#### Task:
All lines with the word "TimeError" are to be found and copied from the listing.

#### Exercise data:
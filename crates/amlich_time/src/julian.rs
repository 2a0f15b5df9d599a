//! Julian Day arithmetic for civil (Gregorian/Julian) calendar dates.
//!
//! Dates on or after 1582-10-15 are Gregorian; earlier dates are in the
//! Julian calendar, so the day number is continuous across the reform
//! (1582-10-04 Julian is immediately followed by 1582-10-15 Gregorian).
//!
//! Day numbers are the integer Julian Day Number of a civil date, i.e. the
//! JD at noon of that date. Clean-room implementation of the classical
//! Fliegel–Van Flandern / Meeus formulas.

use crate::error::TimeError;

/// Julian Date of the J2000.0 epoch (2000-01-01 12:00 TT).
pub const J2000_JD: f64 = 2_451_545.0;

/// Days per Julian century.
pub const DAYS_PER_CENTURY: f64 = 36_525.0;

/// Day number of 1582-10-15, the first Gregorian date.
pub const GREGORIAN_START_DAY: i64 = 2_299_161;

/// Whether `(year, month, day)` falls on or after the Gregorian reform.
fn is_gregorian(year: i32, month: u32, day: u32) -> bool {
    (year, month, day) >= (1582, 10, 15)
}

/// Leap-year rule: Gregorian from 1583 onward, Julian before.
pub fn is_leap_year(year: i32) -> bool {
    if year > 1582 {
        (year % 4 == 0 && year % 100 != 0) || year % 400 == 0
    } else {
        year.rem_euclid(4) == 0
    }
}

/// Number of days in a civil month, or `None` for a month outside 1..=12.
pub fn days_in_month(year: i32, month: u32) -> Option<u32> {
    let days = match month {
        1 | 3 | 5 | 7 | 8 | 10 | 12 => 31,
        4 | 6 | 9 | 11 => 30,
        2 if is_leap_year(year) => 29,
        2 => 28,
        _ => return None,
    };
    Some(days)
}

/// Validate a civil calendar date.
pub fn validate_ymd(year: i32, month: u32, day: u32) -> Result<(), TimeError> {
    let Some(max_day) = days_in_month(year, month) else {
        return Err(TimeError::invalid(year, month, day, "month must be in 1..=12"));
    };
    if day == 0 || day > max_day {
        return Err(TimeError::invalid(
            year,
            month,
            day,
            "day is outside the month",
        ));
    }
    if year == 1582 && month == 10 && (5..=14).contains(&day) {
        return Err(TimeError::invalid(
            year,
            month,
            day,
            "date skipped by the Gregorian reform",
        ));
    }
    Ok(())
}

/// Integer Julian Day Number of a civil date.
///
/// Fails with [`TimeError::InvalidDate`] before any arithmetic when the date
/// does not exist.
pub fn day_number(year: i32, month: u32, day: u32) -> Result<i64, TimeError> {
    validate_ymd(year, month, day)?;
    Ok(day_number_unchecked(year, month, day))
}

/// Day number without validation. Callers must pass an existing date.
pub(crate) fn day_number_unchecked(year: i32, month: u32, day: u32) -> i64 {
    let a = (14 - month as i64) / 12;
    let y = year as i64 + 4800 - a;
    let m = month as i64 + 12 * a - 3;
    let base = day as i64 + (153 * m + 2) / 5 + 365 * y + y.div_euclid(4);
    if is_gregorian(year, month, day) {
        base - y.div_euclid(100) + y.div_euclid(400) - 32_045
    } else {
        base - 32_083
    }
}

/// Civil `(year, month, day)` of an integer day number.
pub fn civil_from_day_number(jdn: i64) -> (i32, u32, u32) {
    let (year, month, day_frac) = jd_to_calendar(jdn as f64);
    (year, month, day_frac.floor() as u32)
}

/// Civil date with fractional day for a (UT) Julian Date.
///
/// Meeus, *Astronomical Algorithms*, ch. 7. The Julian calendar is used
/// below JD 2299160.5.
pub fn jd_to_calendar(jd: f64) -> (i32, u32, f64) {
    let jd = jd + 0.5;
    let z = jd.floor();
    let f = jd - z;
    let a = if z < GREGORIAN_START_DAY as f64 {
        z
    } else {
        let alpha = ((z - 1_867_216.25) / 36_524.25).floor();
        z + 1.0 + alpha - (alpha / 4.0).floor()
    };
    let b = a + 1524.0;
    let c = ((b - 122.1) / 365.25).floor();
    let d = (365.25 * c).floor();
    let e = ((b - d) / 30.6001).floor();

    let day = b - d - (30.6001 * e).floor() + f;
    let month = if e < 14.0 { e - 1.0 } else { e - 13.0 };
    let year = if month > 2.0 { c - 4716.0 } else { c - 4715.0 };
    (year as i32, month as u32, day)
}

/// Local civil day number containing the UT instant `jd`.
///
/// `tz_hours` is the local offset from UT (e.g. `7.0` for Vietnam).
pub fn local_day_number(jd: f64, tz_hours: f64) -> i64 {
    (jd + 0.5 + tz_hours / 24.0).floor() as i64
}

/// UT Julian Date of local midnight starting day number `jdn`.
pub fn local_midnight_jd(jdn: i64, tz_hours: f64) -> f64 {
    jdn as f64 - 0.5 - tz_hours / 24.0
}

/// Julian centuries since J2000.0.
pub fn centuries_since_j2000(jd: f64) -> f64 {
    (jd - J2000_JD) / DAYS_PER_CENTURY
}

#### Result of this exercise:
use crate::error::TimeError;
pub fn validate_ymd(year: i32, month: u32, day: u32) -> Result<(), TimeError> {
        return Err(TimeError::invalid(year, month, day, "month must be in 1..=12"));
        return Err(TimeError::invalid(
        return Err(TimeError::invalid(
/// Fails with [`TimeError::InvalidDate`] before any arithmetic when the date
pub fn day_number(year: i32, month: u32, day: u32) -> Result<i64, TimeError> {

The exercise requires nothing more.